There are several clear trends in the BRAC list: the elimination of many bases in the Northeast, the shutting of myriad civilian defense agencies’ offices, and the elimination of reserve armories in towns across America. The Pentagon says the closings will save $48 billion over 20 years. But they will also have one dramatic negative effect. BRAC will separate America’s military even further from America’s citizenry by consolidating military bases and removing the presence of the military from hundreds of towns across the country.

Today’s military bases sit where they do by political fiat and historical accident more than any operational necessity. Most installations trace their origins to the great mobilizations of World War I and World War II, when the military established garrisons across the country to raise the armies of 5 million and 16 million respectively to fight those wars. When the world wars ended, it fell to Congress to decide which bases to retain. It is no accident that today’s military finds itself overrepresented in the South and the West. In his majestic biography of President Lyndon Johnson’s senatorial career, Robert Caro recounts how Southern legislators like the legendary Sen. Richard Russell, D-Ga., then head of the Senate Armed Services Committee, were able to keep a disproportionate share of bases in their states during those demobilizations. Everyone recognized then, as they do now, that a base in one’s state or district was a political and economic pot of gold.

This year’s BRAC shopping list was intended to support the military’s transformation from a lumbering Cold War force into a rapid-deployment 21st Century expeditionary force. One of the biggest buzzwords tossed around this year was “joint“—the term which means something can be used by more than one service, e.g., the Army and the Marines. Despite the fact that everyone fights on the same team, service parochialism has long been a source of tension in the Pentagon. Generals and admirals frequently battle over their slice of the Pentagon budget, which translates into more bases, ships, aircraft, and personnel to command. Indeed, such tensions even come up in wartime—Gen. Tommy Franks famously cursed the services’ chiefs as “a mob of Title 10 motherf—ers” (referring to the statute governing the military), because they refused to jointly support his efforts in Afghanistan.

The second big buzz phrase for the 2005 base-closing operation was “surge capacity”—as in, the ability to grow and support the rapid mobilization and deployment of military units for overseas duty. This criteria cut hard against small reserve centers and bases which were landlocked or city-locked, because they lacked the ability to expand, and because they often had poor access to rail, airports and seaports. It also helped the Pentagon justify the further consolidation of units into mega-hubs like Fort Lewis, Wash., and Fort Bragg, N.C., because of their coastal location, ability to expand, and proximity to major Air Force bases.

Somewhat predictably, these BRAC criteria produced a hit list chock-full of small reserve armories from Encino, Calif., to Bangor, Maine, which generally supported only one kind of reserve unit and had little ability to expand or support deployments. The list also produced closures like Fort McPherson: a thriving active-duty base in the heart of Atlanta which hosts the Army’s Forces Command, but which could not expand further because of urban encroachment.

Every round of base closings has inspired massive lobbying and political battles to protect particular local interests, and this round will, too. But there are also two new considerations in this batch of proposed closings. First, shutting these armories may undermine homeland security efforts, which rely in part on the geographic dispersion and availability of reserve units to respond to domestic emergencies. Local governments depend on reserve centers for use as staging areas and temporary shelters in their emergency plans. The base-closure commission should evaluate this impact before accepting the Pentagon’s recommendations.

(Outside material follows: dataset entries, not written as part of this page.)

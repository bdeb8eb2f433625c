//! TUI state algebra: pure types, zero effects.
//!
//! The game session (`Game`) already encodes which screen is showing;
//! the TUI adds keyboard focus on top. Key presses become [`Action`]s,
//! the pure update turns an action into a [`Transition`], and game
//! mutations travel as [`Command`]s so the effects layer can supply the
//! random source.

use crate::config::Config;
use crate::game::Game;
use crate::types::{GameMode, HexColor};

use super::button::Size;

/// Buttons are laid out in a grid this many columns wide.
pub const GRID_COLUMNS: usize = 2;

// ============================================================================
// APPLICATION STATE
// ============================================================================

/// Top-level TUI model.
///
/// Owns the game session for as long as the TUI runs; nothing outlives it.
#[derive(Debug, Clone)]
pub struct App {
    /// The session state machine.
    pub game: Game,

    /// Index of the focused button among the screen's enabled controls.
    pub focus: usize,

    /// Mode focused whenever the mode-select screen opens fresh.
    pub default_mode: GameMode,

    /// Size of color option buttons.
    pub option_size: Size,

    /// Set to true when the app should exit on the next tick.
    pub should_quit: bool,
}

impl App {
    /// Create an App on the mode-select screen.
    pub fn new(config: &Config) -> Self {
        App {
            game: Game::new(config.option_config()),
            focus: config.game.default_mode.index(),
            default_mode: config.game.default_mode,
            option_size: config.ui.option_size,
            should_quit: false,
        }
    }
}

impl Default for App {
    fn default() -> Self {
        App::new(&Config::default())
    }
}

// ============================================================================
// ACTIONS
// ============================================================================

/// Semantic user action, decoupled from raw key events.
#[derive(Debug, Clone, PartialEq, Eq)]
pub enum Action {
    MoveUp,
    MoveDown,
    MoveLeft,
    MoveRight,
    /// Press the focused button.
    Activate,
    /// Press a button by number (1-based; `0` means the tenth).
    NumberKey(u8),
    /// Play again / back to mode selection.
    Reset,
    Quit,
}

// ============================================================================
// COMMANDS & TRANSITIONS
// ============================================================================

/// A game mutation requested by a button press.
///
/// This is the payload every button carries.
#[derive(Debug, Clone, PartialEq, Eq)]
pub enum Command {
    StartGame(GameMode),
    SubmitGuess(HexColor),
    Reset,
}

/// Result of a pure state transition.
///
/// Pure code describes WHAT should happen; the effects boundary applies it.
#[derive(Debug, Clone, PartialEq, Eq)]
pub enum Transition {
    /// Keep the screen, focus this button (may be unchanged).
    Focus(usize),
    /// Mutate the game.
    Command(Command),
    /// Quit the application.
    Quit,
}

// ============================================================================
// TESTS
// ============================================================================
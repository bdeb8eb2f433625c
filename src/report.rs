//! Output formatting for the non-interactive commands.
//!
//! Pure functions: data in, formatted string out. No I/O.

use serde::Serialize;

use crate::game::Round;
use crate::types::{GameMode, HexColor, OutputFormat};

/// One row of the mode table.
#[derive(Debug, Clone, Serialize)]
pub struct ModeInfo {
    pub mode: GameMode,
    pub label: &'static str,
    pub options: usize,
}

/// A generated round, with the target marked among the options.
#[derive(Debug, Clone, Serialize)]
pub struct OptionSetReport {
    pub mode: GameMode,
    pub target: HexColor,
    pub options: Vec<OptionEntry>,
}

#[derive(Debug, Clone, Serialize)]
pub struct OptionEntry {
    pub color: HexColor,
    pub is_target: bool,
}

impl From<&Round> for OptionSetReport {
    fn from(round: &Round) -> Self {
        OptionSetReport {
            mode: round.mode,
            target: round.target,
            options: round
                .options
                .iter()
                .map(|&color| OptionEntry {
                    color,
                    is_target: color == round.target,
                })
                .collect(),
        }
    }
}

/// The fixed mode table, in menu order.
pub fn mode_table() -> Vec<ModeInfo> {
    GameMode::ALL
        .iter()
        .map(|&mode| ModeInfo {
            mode,
            label: mode.label(),
            options: mode.option_count(),
        })
        .collect()
}

// ============================================================================
// MODES
// ============================================================================

/// Format the mode table.
///
/// # Errors
/// Only if JSON serialization fails.
pub fn format_modes(format: OutputFormat) -> Result<String, serde_json::Error> {
    let table = mode_table();
    match format {
        OutputFormat::Human => {
            let mut out = String::from("Mode          Options\n");
            for row in &table {
                out.push_str(&format!("{:<13} {}\n", row.label, row.options));
            }
            Ok(out)
        }
        OutputFormat::Json => serde_json::to_string_pretty(&table),
    }
}

// ============================================================================
// COLORS
// ============================================================================

/// Format a list of colors, one per line or as a JSON array.
///
/// # Errors
/// Only if JSON serialization fails.
pub fn format_colors(colors: &[HexColor], format: OutputFormat) -> Result<String, serde_json::Error> {
    match format {
        OutputFormat::Human => Ok(colors.iter().map(|c| format!("{}\n", c)).collect()),
        OutputFormat::Json => serde_json::to_string_pretty(colors),
    }
}

// ============================================================================
// OPTION SETS
// ============================================================================

/// Format a generated round.
///
/// # Errors
/// Only if JSON serialization fails.
pub fn format_option_set(
    report: &OptionSetReport,
    format: OutputFormat,
) -> Result<String, serde_json::Error> {
    match format {
        OutputFormat::Human => {
            let mut out = format!("Mode:   {}\nTarget: {}\n\n", report.mode, report.target);
            for (i, entry) in report.options.iter().enumerate() {
                let marker = if entry.is_target { "  <- target" } else { "" };
                out.push_str(&format!("  {:>2}. {}{}\n", i + 1, entry.color, marker));
            }
            Ok(out)
        }
        OutputFormat::Json => serde_json::to_string_pretty(report),
    }
}

// ============================================================================
// TESTS
// ============================================================================
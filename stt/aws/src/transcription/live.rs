use log::info;
use ovoz_stt::{error::Error, http::ReqwestHttpClient, runtime::TokioRuntime};
use uuid::Uuid;

use crate::config::AwsConfig;

use super::{
    api::{AwsTranscribe, OutputLocation},
    aws_s3::{S3Client, S3Service},
    aws_transcribe::{PollConfig, TranscribeClient},
};

impl AwsTranscribe<S3Client<ReqwestHttpClient>, TranscribeClient<ReqwestHttpClient, TokioRuntime>> {
    /// Builds the live client pair and creates the fresh bucket this
    /// instance owns. Each instance gets its own bucket; the bucket is
    /// never torn down.
    pub async fn live(
        config: &AwsConfig,
        language: String,
        output_location: OutputLocation,
        poll: PollConfig,
    ) -> Result<Self, Error> {
        let s3_client = S3Client::new(config, ReqwestHttpClient::default());
        let transcribe_client =
            TranscribeClient::new(config, ReqwestHttpClient::default(), TokioRuntime::new());

        let bucket_name = format!("bucket-{}", Uuid::new_v4().simple());
        info!("creating transcription bucket {bucket_name}");
        s3_client.create_bucket(&bucket_name).await?;

        Ok(Self::new(
            bucket_name,
            language,
            output_location,
            poll,
            s3_client,
            transcribe_client,
        ))
    }
}
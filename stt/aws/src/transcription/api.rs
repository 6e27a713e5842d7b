use std::path::Path;

use log::info;
use ovoz_stt::{
    error::Error,
    languages::Language,
    transcription::{SttProviderClient, Transcriber},
};
use uuid::Uuid;

use super::{
    aws_s3::S3Service,
    aws_transcribe::{PollConfig, TranscribeOutput, TranscribeService, TranscriptionJob},
    request::{AudioFormat, TranscriptionRequest},
};

const AWS_TRANSCRIBE_SUPPORTED_LANGUAGES: [Language; 104] = [
    Language::new("ab-GE", "Abkhaz", "აფხაზური"),
    Language::new("af-ZA", "Afrikaans", "Afrikaans"),
    Language::new("ar-AE", "Arabic, Gulf", "العربية الخليجية"),
    Language::new("ar-SA", "Arabic, Modern Standard", "العربية الفصحى"),
    Language::new("hy-AM", "Armenian", "հայերեն"),
    Language::new("ast-ES", "Asturian", "asturianu"),
    Language::new("az-AZ", "Azerbaijani", "azərbaycan dili"),
    Language::new("ba-RU", "Bashkir", "башҡорт теле"),
    Language::new("eu-ES", "Basque", "euskera"),
    Language::new("be-BY", "Belarusian", "беларуская"),
    Language::new("bn-IN", "Bengali", "বাংলা"),
    Language::new("bs-BA", "Bosnian", "bosanski"),
    Language::new("bg-BG", "Bulgarian", "български"),
    Language::new("ca-ES", "Catalan", "català"),
    Language::new("ckb-IR", "Central Kurdish, Iran", "کوردیی ناوەندی"),
    Language::new("ckb-IQ", "Central Kurdish, Iraq", "کوردیی ناوەندی"),
    Language::new("zh-HK", "Chinese, Cantonese", "廣東話"),
    Language::new("zh-CN", "Chinese, Simplified", "中文（简体）"),
    Language::new("zh-TW", "Chinese, Traditional", "中文（繁體）"),
    Language::new("hr-HR", "Croatian", "hrvatski"),
    Language::new("cs-CZ", "Czech", "čeština"),
    Language::new("da-DK", "Danish", "dansk"),
    Language::new("nl-NL", "Dutch", "Nederlands"),
    Language::new("en-AU", "English, Australian", "English (Australia)"),
    Language::new("en-GB", "English, British", "English (United Kingdom)"),
    Language::new("en-IN", "English, Indian", "English (India)"),
    Language::new("en-IE", "English, Irish", "English (Ireland)"),
    Language::new("en-NZ", "English, New Zealand", "English (New Zealand)"),
    Language::new("en-AB", "English, Scottish", "English (Scotland)"),
    Language::new("en-ZA", "English, South African", "English (South Africa)"),
    Language::new("en-US", "English, US", "English (United States)"),
    Language::new("en-WL", "English, Welsh", "English (Wales)"),
    Language::new("et-EE", "Estonian", "eesti"),
    Language::new("et-ET", "Estonian", "eesti"),
    Language::new("fa-IR", "Farsi", "فارسی"),
    Language::new("fi-FI", "Finnish", "suomi"),
    Language::new("fr-FR", "French", "français"),
    Language::new("fr-CA", "French, Canadian", "français (Canada)"),
    Language::new("gl-ES", "Galician", "galego"),
    Language::new("ka-GE", "Georgian", "ქართული"),
    Language::new("de-DE", "German", "Deutsch"),
    Language::new("de-CH", "German, Swiss", "Deutsch (Schweiz)"),
    Language::new("el-GR", "Greek", "ελληνικά"),
    Language::new("gu-IN", "Gujarati", "ગુજરાતી"),
    Language::new("ha-NG", "Hausa", "Hausa"),
    Language::new("he-IL", "Hebrew", "עברית"),
    Language::new("hi-IN", "Hindi, Indian", "हिन्दी"),
    Language::new("hu-HU", "Hungarian", "magyar"),
    Language::new("is-IS", "Icelandic", "íslenska"),
    Language::new("id-ID", "Indonesian", "Bahasa Indonesia"),
    Language::new("it-IT", "Italian", "italiano"),
    Language::new("ja-JP", "Japanese", "日本語"),
    Language::new("kab-DZ", "Kabyle", "Taqbaylit"),
    Language::new("kn-IN", "Kannada", "ಕನ್ನಡ"),
    Language::new("kk-KZ", "Kazakh", "қазақ тілі"),
    Language::new("rw-RW", "Kinyarwanda", "Ikinyarwanda"),
    Language::new("ko-KR", "Korean", "한국어"),
    Language::new("ky-KG", "Kyrgyz", "кыргызча"),
    Language::new("lv-LV", "Latvian", "latviešu"),
    Language::new("lt-LT", "Lithuanian", "lietuvių"),
    Language::new("lg-IN", "Luganda", "Luganda"),
    Language::new("mk-MK", "Macedonian", "македонски"),
    Language::new("ms-MY", "Malay", "Bahasa Melayu"),
    Language::new("ml-IN", "Malayalam", "മലയാളം"),
    Language::new("mt-MT", "Maltese", "Malti"),
    Language::new("mr-IN", "Marathi", "मराठी"),
    Language::new("mhr-RU", "Meadow Mari", "олык марий"),
    Language::new("mn-MN", "Mongolian", "монгол"),
    Language::new("no-NO", "Norwegian Bokmål", "norsk"),
    Language::new("or-IN", "Odia/Oriya", "ଓଡ଼ିଆ"),
    Language::new("ps-AF", "Pashto", "پښتو"),
    Language::new("pl-PL", "Polish", "polski"),
    Language::new("pt-PT", "Portuguese", "português"),
    Language::new("pt-BR", "Portuguese, Brazilian", "português (Brasil)"),
    Language::new("pa-IN", "Punjabi", "ਪੰਜਾਬੀ"),
    Language::new("ro-RO", "Romanian", "română"),
    Language::new("ru-RU", "Russian", "русский"),
    Language::new("sr-RS", "Serbian", "српски"),
    Language::new("si-LK", "Sinhala", "සිංහල"),
    Language::new("sk-SK", "Slovak", "slovenčina"),
    Language::new("sl-SI", "Slovenian", "slovenščina"),
    Language::new("so-SO", "Somali", "Soomaali"),
    Language::new("es-ES", "Spanish", "español"),
    Language::new("es-US", "Spanish, US", "español (Estados Unidos)"),
    Language::new("su-ID", "Sundanese", "basa Sunda"),
    Language::new("sw-KE", "Swahili, Kenya", "Kiswahili (Kenya)"),
    Language::new("sw-BI", "Swahili, Burundi", "Kiswahili (Burundi)"),
    Language::new("sw-RW", "Swahili, Rwanda", "Kiswahili (Rwanda)"),
    Language::new("sw-TZ", "Swahili, Tanzania", "Kiswahili (Tanzania)"),
    Language::new("sw-UG", "Swahili, Uganda", "Kiswahili (Uganda)"),
    Language::new("sv-SE", "Swedish", "svenska"),
    Language::new("tl-PH", "Tagalog/Filipino", "Tagalog"),
    Language::new("ta-IN", "Tamil", "தமிழ்"),
    Language::new("tt-RU", "Tatar", "татарча"),
    Language::new("te-IN", "Telugu", "తెలుగు"),
    Language::new("th-TH", "Thai", "ไทย"),
    Language::new("tr-TR", "Turkish", "Türkçe"),
    Language::new("uk-UA", "Ukrainian", "українська"),
    Language::new("ug-CN", "Uyghur", "ئۇيغۇرچە"),
    Language::new("uz-UZ", "Uzbek", "oʻzbekcha"),
    Language::new("vi-VN", "Vietnamese", "Tiếng Việt"),
    Language::new("cy-WL", "Welsh", "Cymraeg"),
    Language::new("wo-SN", "Wolof", "Wolof"),
    Language::new("zu-ZA", "Zulu", "isiZulu"),
];

pub fn is_supported_language(language_code: &str) -> bool {
    AWS_TRANSCRIBE_SUPPORTED_LANGUAGES
        .iter()
        .any(|lang| lang.code == language_code)
}

pub fn supported_languages() -> &'static [Language] {
    &AWS_TRANSCRIBE_SUPPORTED_LANGUAGES
}

/// How the finished transcript document is located. The service reports a
/// `TranscriptFileUri` on the completed job; jobs with an output bucket
/// also land under the `{job_name}.json` key by convention. The URI is
/// authoritative, the key convention is kept as an explicit opt-in.
#[derive(Debug, Clone, Copy, PartialEq, Eq, Default)]
pub enum OutputLocation {
    #[default]
    TranscriptUri,
    JobOutputKey,
}

pub struct AwsTranscribe<S3: S3Service, TC: TranscribeService> {
    bucket_name: String,
    language: String,
    output_location: OutputLocation,
    poll: PollConfig,
    s3_client: S3,
    transcribe_client: TC,
}

impl<S3: S3Service, TC: TranscribeService> AwsTranscribe<S3, TC> {
    pub fn new(
        bucket_name: String,
        language: String,
        output_location: OutputLocation,
        poll: PollConfig,
        s3_client: S3,
        transcribe_client: TC,
    ) -> Self {
        Self {
            bucket_name,
            language,
            output_location,
            poll,
            s3_client,
            transcribe_client,
        }
    }

    pub fn bucket_name(&self) -> &str {
        &self.bucket_name
    }

    async fn fetch_transcript(
        &self,
        job_name: &str,
        completed_job: &TranscriptionJob,
    ) -> Result<TranscribeOutput, Error> {
        match self.output_location {
            OutputLocation::TranscriptUri => {
                let transcript =
                    completed_job
                        .transcript
                        .as_ref()
                        .ok_or_else(|| Error::APIUnknown {
                            request_id: job_name.to_string(),
                            provider_error: "Transcription completed but no transcript found"
                                .to_string(),
                        })?;

                let transcript_uri =
                    transcript
                        .transcript_file_uri
                        .as_ref()
                        .ok_or_else(|| Error::APIUnknown {
                            request_id: job_name.to_string(),
                            provider_error:
                                "Transcription completed but no transcript file URI found"
                                    .to_string(),
                        })?;

                self.transcribe_client
                    .download_transcript_json(job_name, transcript_uri)
                    .await
            }
            OutputLocation::JobOutputKey => {
                let object_key = format!("{job_name}.json");
                let body = self
                    .s3_client
                    .get_object(job_name, &self.bucket_name, &object_key)
                    .await?;

                let output: TranscribeOutput = serde_json::from_slice(&body)?;
                Ok(output)
            }
        }
    }
}

impl<S3: S3Service, TC: TranscribeService>
    SttProviderClient<TranscriptionRequest, TranscriptionResponse, Error> for AwsTranscribe<S3, TC>
{
    async fn transcribe_audio(
        &self,
        request: TranscriptionRequest,
    ) -> Result<TranscriptionResponse, Error> {
        let source_key = format!("source-{}", Uuid::new_v4().simple());
        let job_name = format!("job-{}", Uuid::new_v4().simple());
        let audio_size_bytes = request.audio.len();

        if !is_supported_language(&self.language) {
            return Err(Error::APIBadRequest {
                request_id: job_name,
                provider_error: format!("Unsupported language code: {}", self.language),
            });
        }

        info!("uploading {audio_size_bytes} bytes as {source_key} for job {job_name}");
        self.s3_client
            .put_object(&job_name, &self.bucket_name, &source_key, request.audio)
            .await?;

        let media_uri = format!("s3://{}/{}", self.bucket_name, source_key);
        let media_format = request.format.map(|f| f.to_string());

        let res = self
            .transcribe_client
            .start_transcription_job(
                &job_name,
                &media_uri,
                media_format.as_deref(),
                &self.language,
                &self.bucket_name,
                request.speaker_labeling,
            )
            .await?;

        if res.transcription_job.transcription_job_status == "FAILED" {
            return Err(Error::JobFailed {
                request_id: job_name,
                provider_error: format!(
                    "Transcription job failed: {}",
                    res.transcription_job
                        .failure_reason
                        .as_deref()
                        .unwrap_or("Unknown error")
                ),
            });
        }

        info!("started transcription job {job_name}");
        let completed_job = if res.transcription_job.transcription_job_status == "COMPLETED" {
            res.transcription_job
        } else {
            self.transcribe_client
                .wait_for_transcription_job_completion(&job_name, &self.poll)
                .await?
                .transcription_job
        };

        let aws_transcription = self.fetch_transcript(&job_name, &completed_job).await?;

        Ok(TranscriptionResponse {
            job_name,
            language: self.language.clone(),
            audio_size_bytes,
            aws_transcription,
        })
    }
}

impl<S3: S3Service, TC: TranscribeService> Transcriber for AwsTranscribe<S3, TC> {
    async fn transcribe(
        &self,
        audio_path: &Path,
        speaker_labeling: bool,
    ) -> Result<Vec<String>, Error> {
        info!("transcribing {}", audio_path.display());

        let audio = tokio::fs::read(audio_path).await?;

        let request = TranscriptionRequest {
            audio,
            format: AudioFormat::from_path(audio_path),
            speaker_labeling,
        };

        let response = self.transcribe_audio(request).await?;

        Ok(response.aws_transcription.transcript_segments())
    }
}

#[allow(unused)]
#[derive(Debug, PartialEq)]
pub struct TranscriptionResponse {
    pub job_name: String,
    pub language: String,
    pub audio_size_bytes: usize,
    pub aws_transcription: TranscribeOutput,
}
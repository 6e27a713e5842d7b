use std::path::Path;

use crate::error::Error;

#[allow(async_fn_in_trait)]
pub trait SttProviderClient<REQ, RES, ERR: std::error::Error> {
    async fn transcribe_audio(&self, request: REQ) -> Result<RES, ERR>;
}

/// Single-capability interface over transcription providers: hand it a
/// local audio file, get back the ordered transcript segments.
#[allow(async_fn_in_trait)]
pub trait Transcriber {
    async fn transcribe(
        &self,
        audio_path: &Path,
        speaker_labeling: bool,
    ) -> Result<Vec<String>, Error>;
}
use std::env;

const ENV_ACCESS_KEY_ID: &str = "AWS_ACCESS_KEY_ID";
const ENV_SECRET_ACCESS_KEY: &str = "AWS_SECRET_ACCESS_KEY";
const ENV_SESSION_TOKEN: &str = "AWS_SESSION_TOKEN";
const ENV_REGION: &str = "AWS_REGION";

const DEFAULT_REGION: &str = "us-east-1";

#[derive(Debug)]
pub enum ConfigError {
    MissingVar(&'static str),
}

impl core::fmt::Display for ConfigError {
    fn fmt(&self, fmt: &mut std::fmt::Formatter<'_>) -> std::fmt::Result {
        match self {
            ConfigError::MissingVar(name) => {
                write!(fmt, "missing required environment variable {name}")
            }
        }
    }
}

impl std::error::Error for ConfigError {}

/// Credentials and region for the S3 and Transcribe clients. Built by the
/// caller, typically from the environment; never embedded in source.
#[derive(Clone)]
pub struct AwsConfig {
    pub access_key_id: String,
    pub secret_access_key: String,
    pub session_token: Option<String>,
    pub region: String,
}

impl AwsConfig {
    pub fn from_env() -> Result<Self, ConfigError> {
        let access_key_id =
            env::var(ENV_ACCESS_KEY_ID).map_err(|_| ConfigError::MissingVar(ENV_ACCESS_KEY_ID))?;
        let secret_access_key = env::var(ENV_SECRET_ACCESS_KEY)
            .map_err(|_| ConfigError::MissingVar(ENV_SECRET_ACCESS_KEY))?;
        let session_token = env::var(ENV_SESSION_TOKEN).ok().filter(|t| !t.is_empty());
        let region = env::var(ENV_REGION).unwrap_or_else(|_| DEFAULT_REGION.to_string());

        Ok(Self {
            access_key_id,
            secret_access_key,
            session_token,
            region,
        })
    }
}

impl std::fmt::Debug for AwsConfig {
    fn fmt(&self, f: &mut std::fmt::Formatter<'_>) -> std::fmt::Result {
        f.debug_struct("AwsConfig")
            .field("access_key_id", &self.access_key_id)
            .field("session_token", &self.session_token.is_some())
            .field("region", &self.region)
            .finish_non_exhaustive()
    }
}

Second, and perhaps more important, this closure will change the relationship between the U.S. military and the society from which it’s drawn. Many of these reserve centers, armories, and defense offices play an important role in their communities’ lives—reserve armories frequently serve as local meeting halls and polling places, and reserve units often engage in community service projects, for example. When these bases go away, so too will the presence of the military in the lives of the people who reside and work near them. Initially, reservists may drive hours to drill with units at the new consolidated armory locations, but eventually these reservists will move nearer the big bases or quit the reserves. Either way, communities that today contribute reservists to the military will no longer do so.

Today’s civil-military divide is greater than at any time in American history, and these cuts will widen it. The burden of voluntary military service today is heavy, but it is being borne narrowly. And as Eliot Cohen points out in Friday’s Wall Street Journal, the chasm between society and the military is widening in the area of higher education today, thanks to the scuttling of some professional military education programs and the absence of ROTC from many elite campuses. Such a gap is not healthy for a democracy which vests the ultimate decisions over whether to go to war in its political branches of government. The system breaks when those who serve in uniform carrying out our policies find themselves divorced from the leaders and voters who set those policies. Before the base-closure commission puts the boards up on these 837 bases, it should consider whether the country can handle any further separation between the soldier and the state.

* Correction, May 14, 2005: The original version of this article mistakenly stated that the Naval Submarine Base New London is in New London, Conn. In fact, it is in Groton, Conn. Click here to return to the corrected sentence.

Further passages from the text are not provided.